──────── Study material ────────

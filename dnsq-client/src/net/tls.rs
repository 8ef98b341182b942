use crate::core::DnsqError;
use rustls_pki_types::pem::PemObject;
use rustls_pki_types::{CertificateDer, PrivateKeyDer};
use std::path::PathBuf;
use tokio::fs;
use tokio_rustls::rustls::{ClientConfig, RootCertStore};

/// TLS settings used for DNS-over-HTTPS connections.
#[derive(Debug, Clone, Default)]
pub struct TlsConfig {
    /// Path to a custom certificate authority. If not supplied, default root certificates
    /// from the `webpki_roots` crate are used.
    pub ca_path: Option<PathBuf>,

    /// Path to a PEM format client certificate for mTLS. If not supplied, no client authentication
    /// is used when connecting to the server.
    pub cert_path: Option<PathBuf>,

    /// Path to a PEM format client key for mTLS. If not supplied, no client authentication is used
    /// when connecting to the server.
    pub key_path: Option<PathBuf>,
}

pub(crate) async fn tls_client_config(config: &TlsConfig) -> Result<ClientConfig, DnsqError> {
    let client_cert = if let Some(p) = &config.cert_path {
        Some(load_cert(p).await?)
    } else {
        None
    };

    let client_key = if let Some(p) = &config.key_path {
        Some(load_key(p).await?)
    } else {
        None
    };

    let root = if let Some(p) = &config.ca_path {
        custom_root_store(load_cert(p).await?)?
    } else {
        default_root_store()
    };

    let builder = ClientConfig::builder().with_root_certificates(root);
    let mut client_config = match (client_cert, client_key) {
        (Some(cert), Some(key)) => {
            tracing::debug!(message = "using key and cert for client authentication", key = ?config.key_path, cert = ?config.cert_path);
            builder
                .with_client_auth_cert(cert, key)
                .map_err(|e| DnsqError::configuration_cause("unable to use client cert or key", e))?
        }
        _ => {
            tracing::debug!(message = "not using any client authentication");
            builder.with_no_client_auth()
        }
    };

    // RFC 8484 recommends HTTP/2 as the minimum version
    client_config.alpn_protocols = vec![b"h2".to_vec(), b"http/1.1".to_vec()];
    Ok(client_config)
}

async fn load_cert(path: &PathBuf) -> Result<Vec<CertificateDer<'static>>, DnsqError> {
    let contents = fs::read(path)
        .await
        .map_err(|e| DnsqError::configuration_cause(format!("unable to load cert {:?}", path), e))?;
    let iter = CertificateDer::pem_slice_iter(&contents);

    let mut out = Vec::new();
    for res in iter {
        out.push(res.map_err(|e| DnsqError::configuration_cause(format!("unable to parse cert {:?}", path), e))?);
    }

    Ok(out)
}

async fn load_key(path: &PathBuf) -> Result<PrivateKeyDer<'static>, DnsqError> {
    let contents = fs::read(path)
        .await
        .map_err(|e| DnsqError::configuration_cause(format!("unable to load key {:?}", path), e))?;

    PrivateKeyDer::from_pem_slice(&contents)
        .map_err(|e| DnsqError::configuration_cause(format!("unable to parse key {:?}", path), e))
}

fn custom_root_store(ca: Vec<CertificateDer<'static>>) -> Result<RootCertStore, DnsqError> {
    let mut store = RootCertStore::empty();
    for cert in ca {
        store
            .add(cert)
            .map_err(|e| DnsqError::configuration_cause("unable to parse CA cert", e))?;
    }

    Ok(store)
}

fn default_root_store() -> RootCertStore {
    let mut store = RootCertStore::empty();
    store.extend(webpki_roots::TLS_SERVER_ROOTS.iter().map(|c| c.to_owned()));
    store
}

#[cfg(test)]
mod test {
    use super::{tls_client_config, TlsConfig};
    use crate::core::ErrorKind;
    use std::path::PathBuf;

    #[tokio::test]
    async fn test_tls_client_config_default_roots() {
        let cfg = tls_client_config(&TlsConfig::default()).await.unwrap();
        assert_eq!(vec![b"h2".to_vec(), b"http/1.1".to_vec()], cfg.alpn_protocols);
    }

    #[tokio::test]
    async fn test_tls_client_config_missing_ca() {
        let cfg = TlsConfig {
            ca_path: Some(PathBuf::from("/does/not/exist/ca.pem")),
            ..Default::default()
        };

        let err = tls_client_config(&cfg).await.unwrap_err();
        assert_eq!(ErrorKind::Configuration, err.kind());
    }
}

────────

Your response should be made up of the lines in the data that contain the word "DnsqError".

use crate::core::DnsqError;
pub(crate) async fn tls_client_config(config: &TlsConfig) -> Result<ClientConfig, DnsqError> {
                .map_err(|e| DnsqError::configuration_cause("unable to use client cert or key", e))?
async fn load_cert(path: &PathBuf) -> Result<Vec<CertificateDer<'static>>, DnsqError> {
        .map_err(|e| DnsqError::configuration_cause(format!("unable to load cert {:?}", path), e))?;
        out.push(res.map_err(|e| DnsqError::configuration_cause(format!("unable to parse cert {:?}", path), e))?);
async fn load_key(path: &PathBuf) -> Result<PrivateKeyDer<'static>, DnsqError> {
        .map_err(|e| DnsqError::configuration_cause(format!("unable to load key {:?}", path), e))?;
        .map_err(|e| DnsqError::configuration_cause(format!("unable to parse key {:?}", path), e))
fn custom_root_store(ca: Vec<CertificateDer<'static>>) -> Result<RootCertStore, DnsqError> {
            .map_err(|e| DnsqError::configuration_cause("unable to parse CA cert", e))?;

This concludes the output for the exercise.